Depending on the method of soul loss, a metahuman who loses their last point of soul will die, or become an undead creature.
As long as a person has at least 1 soul point, their soul recovers slowly, at a rate of 1 point a month. Lost attribute points do not recover with the regained essence and must be regained through training and effort.
Healing
Magic, tech, and time can heal most physical injuries. Stun damage is more difficult to counter, but can also be healed or partially offset with magic and tech.
Unassisted, health regenerates at a rate of 1 point a day. The stun meter regenerates at a rate of 1 point per minute.
Wounds
Occasionally a severe injury will debilitate a character. These severe wounds require time to stabilize, with significant ongoing damage, impacted abilities, or long-term effects if ignored.
Any time a weapon does 3+ HP damage to a character in a single action, the character receives a wound. Some weapons may have qualities that reduce the threshold to create a wound.
Wounds are calculated from the actual damage done to a character’s health bar. Damage negated by armor, stun damage, or most effect damage is not included when calculating wounds.
Stabilizing a wound takes 4 actions and a stabilization item such as a med kit. If the med kit is missing, stabilization materials can be improvised, but the stabilization takes an additional 6 actions. Multiple characters may work together to stabilize another.

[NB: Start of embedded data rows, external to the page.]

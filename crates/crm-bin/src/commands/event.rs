// SPDX-License-Identifier: PolyForm-Noncommercial-1.0.0
// Copyright (c) 2025 Sylvex. All rights reserved.

//! `crm event ...`

use crm_service::{EventChanges, NewEvent, Services};

use crate::cli::{Cli, EventCommand};
use crate::error::BinResult;
use crate::output::{print_record, print_records};

/// Runs an event subcommand.
pub fn run(cli: &Cli, services: &Services, cmd: EventCommand) -> BinResult<()> {
    let events = &services.events;
    let record = match cmd {
        EventCommand::List => return print_records(cli.output, &events.list()?),
        EventCommand::Show { id } => events.get(id)?,
        EventCommand::Create {
            contract,
            name,
            location,
            attendees,
            start,
            end,
            notes,
        } => events.create(
            contract,
            NewEvent {
                name,
                location,
                attendees,
                start_date: start,
                end_date: end,
                notes,
            },
        )?,
        EventCommand::Update {
            id,
            name,
            location,
            attendees,
            start,
            end,
            notes,
        } => events.update(
            id,
            EventChanges {
                name,
                location,
                attendees,
                start_date: start,
                end_date: end,
                notes,
            },
        )?,
        // `--clear` and a support id are mutually exclusive
        EventCommand::ModifySupport { id, support, .. } => events.modify_support(id, support)?,
        EventCommand::Delete { id } => events.delete(id)?,
    };
    print_record(cli.output, &record)
}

Wounds take 3-10 weeks to heal unassisted, depending on the amount of damage that created the wound. This time can be reduced through medical attention, removing a day for each point of HP healed.
Unconsciousness and Death
When a character’s health or stun bar reaches 0, that character falls unconscious. The character cannot take any more actions and falls prone. Any lingering statuses continue to take effect.
If the character’s stun meter is at 0 and they are not taking ongoing damage, they automatically wake after a number of minutes equal to their stun bar.

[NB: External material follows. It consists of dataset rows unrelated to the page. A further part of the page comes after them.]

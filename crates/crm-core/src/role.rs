// SPDX-License-Identifier: PolyForm-Noncommercial-1.0.0
// Copyright (c) 2025 Sylvex. All rights reserved.

//! Staff roles.

use std::fmt;
use std::str::FromStr;

use serde::{Deserialize, Serialize};

use crate::error::CrmError;

/// Staff roles with stable integer codes.
///
/// Roles are stored and carried in tokens as their code.
#[derive(Debug, Clone, Copy, PartialEq, Eq, Hash, PartialOrd, Ord, Serialize, Deserialize)]
#[serde(try_from = "u8", into = "u8")]
pub enum Role {
    /// Former staff; can only manage their own account.
    Deactivated = 1,
    /// Reserved; base permissions only.
    Admin = 2,
    /// Manages collaborators, contracts and event staffing.
    Management = 3,
    /// Owns clients and their contracts.
    Sales = 4,
    /// Runs events.
    Support = 5,
}

impl Role {
    /// Returns the integer code.
    pub fn code(&self) -> u8 {
        *self as u8
    }

    /// Returns the role for an integer code.
    pub fn from_code(code: i64) -> Result<Self, CrmError> {
        match code {
            1 => Ok(Role::Deactivated),
            2 => Ok(Role::Admin),
            3 => Ok(Role::Management),
            4 => Ok(Role::Sales),
            5 => Ok(Role::Support),
            other => Err(CrmError::unknown_role(other)),
        }
    }

    /// Returns the uppercase role name.
    pub fn as_str(&self) -> &'static str {
        match self {
            Role::Deactivated => "DEACTIVATED",
            Role::Admin => "ADMIN",
            Role::Management => "MANAGEMENT",
            Role::Sales => "SALES",
            Role::Support => "SUPPORT",
        }
    }

    /// Parses a role from its name (case-insensitive) or its code.
    pub fn parse(s: &str) -> Result<Self, CrmError> {
        let s = s.trim();
        if let Ok(code) = s.parse::<i64>() {
            return Role::from_code(code);
        }
        match s.to_uppercase().as_str() {
            "DEACTIVATED" => Ok(Role::Deactivated),
            "ADMIN" => Ok(Role::Admin),
            "MANAGEMENT" => Ok(Role::Management),
            "SALES" => Ok(Role::Sales),
            "SUPPORT" => Ok(Role::Support),
            _ => Err(CrmError::unknown_role(s)),
        }
    }

    /// Returns all roles in code order.
    pub fn all() -> &'static [Role] {
        &[
            Role::Deactivated,
            Role::Admin,
            Role::Management,
            Role::Sales,
            Role::Support,
        ]
    }
}

impl fmt::Display for Role {
    fn fmt(&self, f: &mut fmt::Formatter<'_>) -> fmt::Result {
        f.write_str(self.as_str())
    }
}

impl FromStr for Role {
    type Err = CrmError;

    fn from_str(s: &str) -> Result<Self, Self::Err> {
        Role::parse(s)
    }
}

impl TryFrom<u8> for Role {
    type Error = CrmError;

    fn try_from(code: u8) -> Result<Self, Self::Error> {
        Role::from_code(i64::from(code))
    }
}

impl From<Role> for u8 {
    fn from(role: Role) -> Self {
        role.code()
    }
}

// =============================================================================
// Tests
// =============================================================================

If the character’s health meter is at 0, they are dying, and must be revived or stabilized in the next 15 minutes. Each additional point of damage they take below 0 reduces this number by 1 minute.
After 15 minutes, the character is dead, and healing can repair their body, but will not tie their soul back to it.
Resurrection
Souls of metahumans tend to linger before passing on. In Neon Sorcery, this means that it is possible to reconnect a soul to their body, effectively resurrecting a person.

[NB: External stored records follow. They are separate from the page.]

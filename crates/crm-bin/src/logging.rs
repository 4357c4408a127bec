// SPDX-License-Identifier: PolyForm-Noncommercial-1.0.0
// Copyright (c) 2025 Sylvex. All rights reserved.

//! Logging initialization.
//!
//! Logs go to stderr so command output on stdout stays parseable.

use tracing::level_filters::LevelFilter;
use tracing::Level;
use tracing_subscriber::{fmt, layer::SubscriberExt, util::SubscriberInitExt, EnvFilter};

use crate::cli::LogFormat;

// =============================================================================
// Logging Initialization
// =============================================================================

/// Initializes the logging subsystem.
///
/// `RUST_LOG` takes precedence over `level` when set.
pub fn init_logging(level: &str, format: LogFormat) {
    let env_filter = EnvFilter::try_from_default_env().unwrap_or_else(|_| {
        EnvFilter::default().add_directive(LevelFilter::from_level(parse_level(level)).into())
    });

    match format {
        LogFormat::Text => init_text_logging(env_filter),
        LogFormat::Json => init_json_logging(env_filter),
        LogFormat::Compact => init_compact_logging(env_filter),
    }
}

fn init_text_logging(filter: EnvFilter) {
    let is_terminal = std::io::IsTerminal::is_terminal(&std::io::stderr());

    tracing_subscriber::registry()
        .with(filter)
        .with(
            fmt::layer()
                .with_writer(std::io::stderr)
                .with_target(true)
                .with_ansi(is_terminal),
        )
        .init();
}

fn init_json_logging(filter: EnvFilter) {
    tracing_subscriber::registry()
        .with(filter)
        .with(
            fmt::layer()
                .json()
                .with_writer(std::io::stderr)
                .with_target(true)
                .with_file(true)
                .with_line_number(true),
        )
        .init();
}

fn init_compact_logging(filter: EnvFilter) {
    let is_terminal = std::io::IsTerminal::is_terminal(&std::io::stderr());

    tracing_subscriber::registry()
        .with(filter)
        .with(
            fmt::layer()
                .compact()
                .with_writer(std::io::stderr)
                .with_target(false)
                .with_ansi(is_terminal),
        )
        .init();
}

// =============================================================================
// Log Level Parsing
// =============================================================================

/// Parses a log level string into a `Level`, defaulting to `WARN`.
pub fn parse_level(level: &str) -> Level {
    match level.to_lowercase().as_str() {
        "trace" => Level::TRACE,
        "debug" => Level::DEBUG,
        "info" => Level::INFO,
        "error" => Level::ERROR,
        _ => Level::WARN,
    }
}

// =============================================================================
// Tests
// =============================================================================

Resurrection is not a minor task and requires time, resources, and sacrifice.
Resurrection requires:
1 - The soul’s body in a stable, livable condition.
2 - Life support technology to keep the body in a living state.
3 - Magic to enable soul transfer.
4 - Metahumans with soul to sacrifice.
Only metahumans with at least 1 point of essence can be resurrected into their original body. Metahumans with purely astral or digital souls must have an appropriate body created for them from astral or digital materials.
Soul is required to keep the body in a state where the original soul can reattach. It costs 1 sacrificed soul point for every 8 hours the person has been dead. Like other forms of soul loss, the sacrificing character loses from their non-bodied soul first, and a random attribute is reduced for each point of soul sacrificed.
The Undead
In the world of Neon Sorcery, dead bodies may become animated by effects other than resurrection. These become undead, caught in a place where they must literally consume essence to survive.
Different types of undead will have different methods and rate requirements for consuming essence.
Some examples of undead creatures you may encounter include:
Zombies - flesh eating, viral borne disease. Zombies or ghouls are caught perpetually in the dying state. They crave flesh, especially souled flesh.
Vampires - blood drinking, spread with bacteria. Vampirism erodes a soul and the vampire must imbibe metahuman blood to retain abilities, although this soul does not fully integrate.
Revenants - animated by blood magic or digital parasites, revenants do not regain essence, and usually require direction from an animating force
Undead creatures have varying degrees of sentience, and may be shambling creatures or appear to be perfectly normal metahumans.